I had a post I was going to publish today about handsoap, but my heart was just not in it. It was a really draining emotional day yesterday and I had a moment where my husband and I were walking down the office supply aisle in Costco and I just lost it.
My husband looked at me and said, “You can’t cry in Costco!”
I stared at him for a moment as tears streaked down my cheeks and then I burst into bubbling giggles. The statement was so random. I loved the obscurity of it.
I collapsed in a nearby office chair in hysterics. Caught between tears and laughter, I laid my head back in the chair and closed my wet eyes. The chair moved. It was a swivel chair. This was the deciding factor. My tears stopped. I smiled. My kids went back to school this week and it has been rough. But my son’s favorite thing about his new school are the swivel chairs in one of his classrooms. I could see the appeal.

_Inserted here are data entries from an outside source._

use super::engine::ScoringResult;
use serde::{Deserialize, Serialize};
use std::collections::BTreeMap;

/// Batch-level aggregates accumulated across every record an engine
/// instance scores. Averages are updated incrementally, never recomputed
/// from the full result set.
#[derive(Debug, Clone, Default, PartialEq, Serialize, Deserialize)]
pub struct SessionStats {
    pub companies_scored: u64,
    pub tier_distribution: BTreeMap<String, u64>,
    pub average_scores: AverageScores,
    pub keyword_usage: BTreeMap<String, u64>,
}

#[derive(Debug, Clone, Default, PartialEq, Serialize, Deserialize)]
pub struct AverageScores {
    pub total: f64,
    pub defense_contract: f64,
    pub technology_relevance: f64,
    pub compliance_indicators: f64,
    pub firmographics: f64,
}

impl SessionStats {
    pub fn record(&mut self, result: &ScoringResult) {
        self.companies_scored += 1;
        let n = self.companies_scored as f64;

        *self
            .tier_distribution
            .entry(result.tier_classification.clone())
            .or_insert(0) += 1;

        let scores = &result.component_scores;
        roll(&mut self.average_scores.total, scores.total_score, n);
        roll(
            &mut self.average_scores.defense_contract,
            scores.defense_contract_score,
            n,
        );
        roll(
            &mut self.average_scores.technology_relevance,
            scores.technology_relevance_score,
            n,
        );
        roll(
            &mut self.average_scores.compliance_indicators,
            scores.compliance_indicators_score,
            n,
        );
        roll(
            &mut self.average_scores.firmographics,
            scores.firmographics_score,
            n,
        );

        for terms in result.keyword_matches.values() {
            for term in terms {
                *self.keyword_usage.entry(term.clone()).or_insert(0) += 1;
            }
        }
    }

    /// Most frequently matched terms, highest count first, ties broken
    /// alphabetically for stable output.
    pub fn top_keywords(&self, limit: usize) -> Vec<(&str, u64)> {
        let mut entries: Vec<(&str, u64)> = self
            .keyword_usage
            .iter()
            .map(|(term, count)| (term.as_str(), *count))
            .collect();
        entries.sort_by(|a, b| b.1.cmp(&a.1).then_with(|| a.0.cmp(b.0)));
        entries.truncate(limit);
        entries
    }
}

fn roll(average: &mut f64, value: f64, n: f64) {
    *average = (*average * (n - 1.0) + value) / n;
}

#[cfg(test)]
mod tests {
    use super::*;
    use crate::prospects::CompanyRecord;
    use crate::scoring::{ScoringConfig, ScoringEngine};

    fn result_for(name: &str, description: &str) -> ScoringResult {
        let mut engine = ScoringEngine::new(ScoringConfig::default());
        let mut record = CompanyRecord::named(name);
        record.description = Some(description.to_string());
        engine.score_company(&record).unwrap()
    }

    #[test]
    fn test_counts_and_tier_distribution() {
        let mut stats = SessionStats::default();
        let result = result_for("Acme", "hypersonic propulsion");
        stats.record(&result);
        stats.record(&result);

        assert_eq!(stats.companies_scored, 2);
        assert_eq!(
            stats.tier_distribution.get(&result.tier_classification),
            Some(&2)
        );
    }

    #[test]
    fn test_running_average_matches_arithmetic_mean() {
        let mut stats = SessionStats::default();
        let a = result_for("A", "hypersonic nuclear propulsion defense manufacturing");
        let b = result_for("B", "");
        stats.record(&a);
        stats.record(&b);

        let expected = (a.total_score + b.total_score) / 2.0;
        assert!((stats.average_scores.total - expected).abs() < 1e-9);
    }

    #[test]
    fn test_keyword_usage_accumulates() {
        let mut stats = SessionStats::default();
        let result = result_for("Acme", "hypersonic test article");
        stats.record(&result);
        stats.record(&result);
        assert_eq!(stats.keyword_usage.get("hypersonic"), Some(&2));
    }

    #[test]
    fn test_top_keywords_ordering() {
        let mut stats = SessionStats::default();
        stats.keyword_usage.insert("drone".to_string(), 3);
        stats.keyword_usage.insert("hypersonic".to_string(), 5);
        stats.keyword_usage.insert("nuclear".to_string(), 3);

        let top = stats.top_keywords(2);
        assert_eq!(top, vec![("hypersonic", 5), ("drone", 3)]);
    }

    #[test]
    fn test_empty_stats() {
        let stats = SessionStats::default();
        assert_eq!(stats.companies_scored, 0);
        assert!(stats.top_keywords(5).is_empty());
        assert_eq!(stats.average_scores.total, 0.0);
    }
}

I put my foot on the floor and pushed a little. I did not remove my foot from the security of the ground. If tears are forbidden in Costco, then spinning must surely be frowned upon. However, who puts three perfectly good swivel chairs in the middle of an aisle if one does not want them to be tested out?
Being incapable of self control, I let go of my foot. I set it down, only to lift it up again and again. I spun faster and faster. Soon I was laughing. My husband looked at me caught between embarrassed horror and acceptance.
“Come on,” I said as I stood up. “Get in. You have to spin!”
He reluctantly sat in the chair, his arms only halfway resting on its surface as he hunched his shoulders in a crouch in case he got caught and had to get up quickly. I moved his arms so they were sitting in a position so that he was no longer a Golem-like statue. He slowly began to spin. Not much. He is not as arrestable cool as his wife. I clapped my hands in delight. He opened his mouth to speak. I could not wait to hear the happy review of fun that would pour from his dizzy lips.
“You know,” he started. “I use a swivel chair at work everyday.” This was not said in a bragging voice as one who makes a statement such as that should use. It was said in a blasé, this is not impressive at all to me tone.
I rolled my eyes and shook my head in disappointment.
“But do you spin?” I asked, all ready knowing the answer.
“No, but…”
I sat down in an opposite swivel chair, closed my eyes and ceased to listen. Then I got a dizzy high in Costco.
Because sometimes life is going to punch you in the stomach and make you fall down. But if it also generously provides you with a chair. A chair that spins. A safe place to not only fall, but to also momentarily escape the stifle of life. Then by golly, there is no other choice.
If your heart is heavy. If your stomach has dropped. If your soul has sagged to your toes. The only cure is to lift them up. The fastest way to do so is to spin as fast as you can. Do not stop until you feel all three negative sources dance together in a kaleidoscopic twirl of harmony.
Or you throw up.
Either way, it is a distraction.
It’s The Little Things: If you can’t cry in Costco, then surely you can laugh.
*Obvious disclosure: I cannot condone the spinning in Costco. Nor can I be held responsible for any accidents that may occur while doing so. If you choose to spin, please do so at your own risk. And kids don’t do anything I would do. It might result in you actually crying in Costco. And we can’t be having that.